Der schwedische Wohlfahrtsstaat durchlebt derzeit eine existentielle Krise, die sich besonders in der rasant fallenden Versorgungsqualität im steuerfinanzierten und staatsgetragenen Gesundheitswesen nachweisen lässt.

GD/AD – 09/2017

Während des Sommers sind bis zu 30 Prozent der stationären Bettenkapazität stillgelegt – weil das Personal urlaubt.  

 

Wie die Tageszeitung „Svenska Dagbladet“ meldet, „schlägt der Personalmangel alle Rekorde“. Die Patienten und deren Heilungschancen seien davon unmittelbar und ernsthaft betroffen.

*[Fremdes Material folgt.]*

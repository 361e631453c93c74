use axum::http::StatusCode;
use axum::response::{IntoResponse, Response};

use crate::services::registry::ClaimError;

#[derive(Debug, thiserror::Error)]
pub enum AppError {
    #[error("configuration error: {0}")]
    Config(String),

    #[error("not found: {0}")]
    NotFound(String),

    #[error("internal error: {0}")]
    Internal(String),
}

impl From<ClaimError> for AppError {
    fn from(e: ClaimError) -> Self {
        AppError::Internal(e.to_string())
    }
}

impl IntoResponse for AppError {
    fn into_response(self) -> Response {
        let status = match &self {
            AppError::Config(_) => StatusCode::INTERNAL_SERVER_ERROR,
            AppError::NotFound(_) => StatusCode::NOT_FOUND,
            AppError::Internal(_) => StatusCode::INTERNAL_SERVER_ERROR,
        };

        let body = serde_json::json!({ "error": self.to_string() });
        (status, axum::Json(body)).into_response()
    }
}
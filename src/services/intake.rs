use chrono::NaiveDate;
use serde_json::{Map, Value};

use crate::errors::AppError;
use crate::models::field::required_fields;
use crate::models::{Catalog, Command, Field, FieldKey, FieldValue, FormRecord, StepOutcome};
use crate::services::messaging::{confirmation_body, MessagingProvider};
use crate::services::registry::{ClaimError, SchedulerRegistry};
use crate::services::validation::{default_next_step, validate_field};

const ONE_KEY_AT_A_TIME: &str = "please input only one key at a time";

pub struct Intake<'a> {
    pub registry: &'a SchedulerRegistry,
    pub notifier: &'a dyn MessagingProvider,
    pub catalog: &'a Catalog,
    pub today: NaiveDate,
}

impl Intake<'_> {
    /// Applies one `{field: value}` pair, or runs the command it names.
    ///
    /// Malformed payloads and rejected values come back as failed outcomes.
    /// `Err` is reserved for internal faults.
    pub async fn validate_and_apply(
        &self,
        form: &mut FormRecord,
        payload: &Map<String, Value>,
    ) -> Result<StepOutcome, AppError> {
        let Some((key, value)) = payload.iter().next() else {
            return Ok(StepOutcome::fail("no keys found in payload", ONE_KEY_AT_A_TIME));
        };

        match FieldKey::resolve(key) {
            FieldKey::Command(command) => self.run_command(form, command).await,
            FieldKey::UnknownCommand(name) => Ok(StepOutcome::fail(
                format!("special field: {name} not found"),
                "please retry",
            )),
            _ if payload.len() > 1 => {
                let keys: Vec<&str> = payload.keys().map(String::as_str).collect();
                Ok(StepOutcome::fail(
                    format!("multiple keys found: {keys:?}"),
                    ONE_KEY_AT_A_TIME,
                ))
            }
            FieldKey::Field(field) => Ok(self.apply_field(form, field, value)),
            FieldKey::Unknown(name) => Ok(StepOutcome::fail(format!("{name} not found"), "")),
        }
    }

    fn apply_field(&self, form: &mut FormRecord, field: Field, raw: &Value) -> StepOutcome {
        let value = match FieldValue::from_json(field, raw) {
            Ok(v) => v,
            Err(reason) => return StepOutcome::fail(reason, default_next_step()),
        };

        match validate_field(field, &value, self.today) {
            Ok(accepted) => {
                form.set(field, accepted.value);
                StepOutcome::ok(accepted.info, accepted.next_step)
            }
            Err(e) => StepOutcome::fail(e.to_string(), e.next_step()),
        }
    }

    async fn run_command(
        &self,
        form: &mut FormRecord,
        command: Command,
    ) -> Result<StepOutcome, AppError> {
        match command {
            Command::ShowNextStep => Ok(StepOutcome::ok(
                "seeing next step",
                "if any required fields are missing, ask the user for information.",
            )),
            Command::ShowAppointmentAvailability => {
                let slots = serde_json::to_string(self.catalog.slots())
                    .map_err(|e| AppError::Internal(e.to_string()))?;
                Ok(StepOutcome::ok(
                    format!("available appointments list: {slots}"),
                    "help the user pick out an appointment. Don't repeat verbatim, give important details like name and time.",
                ))
            }
            Command::ValidateAllAndSubmitIfValid => self.submit(form).await,
        }
    }

    async fn submit(&self, form: &mut FormRecord) -> Result<StepOutcome, AppError> {
        let claim = match self.registry.begin_submission(form.id()) {
            Ok(claim) => claim,
            Err(ClaimError::AlreadyScheduled) => {
                return Ok(StepOutcome::fail(
                    "This appointment has already been successfully submitted.",
                    "Tell the user their information was already submitted; nothing else is needed.",
                ))
            }
            Err(ClaimError::InProgress) => {
                return Ok(StepOutcome::fail(
                    "This appointment is currently being submitted.",
                    format!("wait a moment, then use {} again", Command::ValidateAllAndSubmitIfValid),
                ))
            }
            Err(e) => return Err(e.into()),
        };

        let errors = self.collect_errors(form);
        if !errors.is_empty() {
            tracing::debug!(form_id = %form.id(), count = errors.len(), "final validation failed");
            return Ok(StepOutcome::fail(
                format!("errors found: {}", errors.join("; ")),
                "Ask the user for information to fix the errors, don't end the call",
            ));
        }

        self.autofill(form);

        if form.flag(Field::SendText) == Some(true) {
            let to = form.text(Field::PatientPhoneNumber).unwrap_or_default();
            let body = confirmation_body(&form.details_text());
            if let Err(e) = self.notifier.send_message(to, &body).await {
                tracing::error!(form_id = %form.id(), error = %e, "failed to send confirmation text");
                return Ok(StepOutcome::fail("Could not send confirmation text", "please retry"));
            }
        }

        claim.mark_scheduled()?;
        tracing::info!(form_id = %form.id(), "appointment scheduled");

        Ok(StepOutcome::ok(
            "",
            "Tell the user \"Information successfully submitted. A confirmation text has been sent if the option was selected.\".",
        ))
    }

    fn collect_errors(&self, form: &FormRecord) -> Vec<String> {
        let mut errors: Vec<String> = required_fields()
            .filter(|f| !form.is_set(*f))
            .map(|f| format!("required field {f} is missing"))
            .collect();

        for field in Field::ALL {
            match form.get(field) {
                None if !field.is_required() => {}
                None => errors.push(format!("field {field} is required, ask the user for info.")),
                Some(value) => {
                    if let Err(e) = validate_field(field, value, self.today) {
                        errors.push(format!(
                            "field {field} with value {value} did not validate: {e}"
                        ));
                    }
                }
            }
        }
        errors
    }

    fn autofill(&self, form: &mut FormRecord) {
        let Some(slot) = form
            .text(Field::AppointmentId)
            .and_then(|id| self.catalog.find(id))
        else {
            return;
        };
        for (field, value) in slot.autofill_pairs() {
            if !form.is_set(field) {
                form.set(field, FieldValue::Text(value.to_string()));
            }
        }
    }
}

Die Bereiche „Geburtsmedizin“, „allgemeine Chirurgie“ und „Psychiatrie“ seien demnach in extremer Weise sowohl durch Personalmangel im ärztlichen und nicht-ärztlichen Bereich, als auch durch administrativ verordneten Kapazitätsabbau betroffen. So sei die Bettenkapazität in den staatlichen Krankenhäusern während der vergangenen acht Jahre um rund zehn Prozent auf 18.800 Betten gesunken. Große Kliniken – etwa das Sahlgrenska Universitätshospital in Göteborg – sah sich infolge administrativer Fehlsteuerungen“ nach Auffassung der Personalvertretung gezwungen, rund 30 Prozent der geplanten Eingriffe und Versorgungsleistungen zurückzustellen. 

In den entfernt gelegenen und dünn bevölkerten nordschwedischen Städten Umea, Lycksele oder Skelleftea, ohnehin gekennzeichnet durch strukturelle Probleme eigener Art, würden während des Sommers rund 30 Prozent der Bettenkapazität einfach stillgelegt. Anders sei das Recht der Beschäftigten auf Jahresurlaub – in einer klimatisch zumutbaren Jahreszeit – nicht zu verwirklichen. Nahezu alle versorgungsintensiven Spitalbereiche seien demnach landesweit betroffen: auch das südschwedische Skane offenbare dramatische Engpässe in der kardiologischen Versorgung. Das Zentralkrankenhaus in Ystad etwa müsse Intensivpatienten der kardiologischen Versorgung unüberwacht lassen, weil das erforderliche Personal auch durch Internetrekrutierungsaktionen und Zeitzuschläge nicht zu gewinnen war. 

Personal wandert nach Norwegen ab

Seit Jahren werden die staatlichen Kliniken – wie das gesamte in Kommunalregie organisierte soziale Gesundheitswesen – nach Auffassung vieler Systembeteiligter „politisch“ gesteuert. Eine adäquate Rücksichtnahme auf die Arbeitspraxis der in Arzt- und Pflegeberufen Beschäftigten gäbe es nur unzureichend. Entsprechend wandere Personal vielerorts ab – Norwegen böte bei durchaus ähnlichen Organisationsstrukturen zumindest den Vorteil nahezu unbegrenzter finanzieller Mittel und wesentlich besserer Vergütungen. 

 

Für die schwedische Minderheitsregierung aus Sozialdemokraten und Grünen bedeutet dies knapp ein Jahr vor der Wahl eine kaum willkommene öffentliche Diskussion.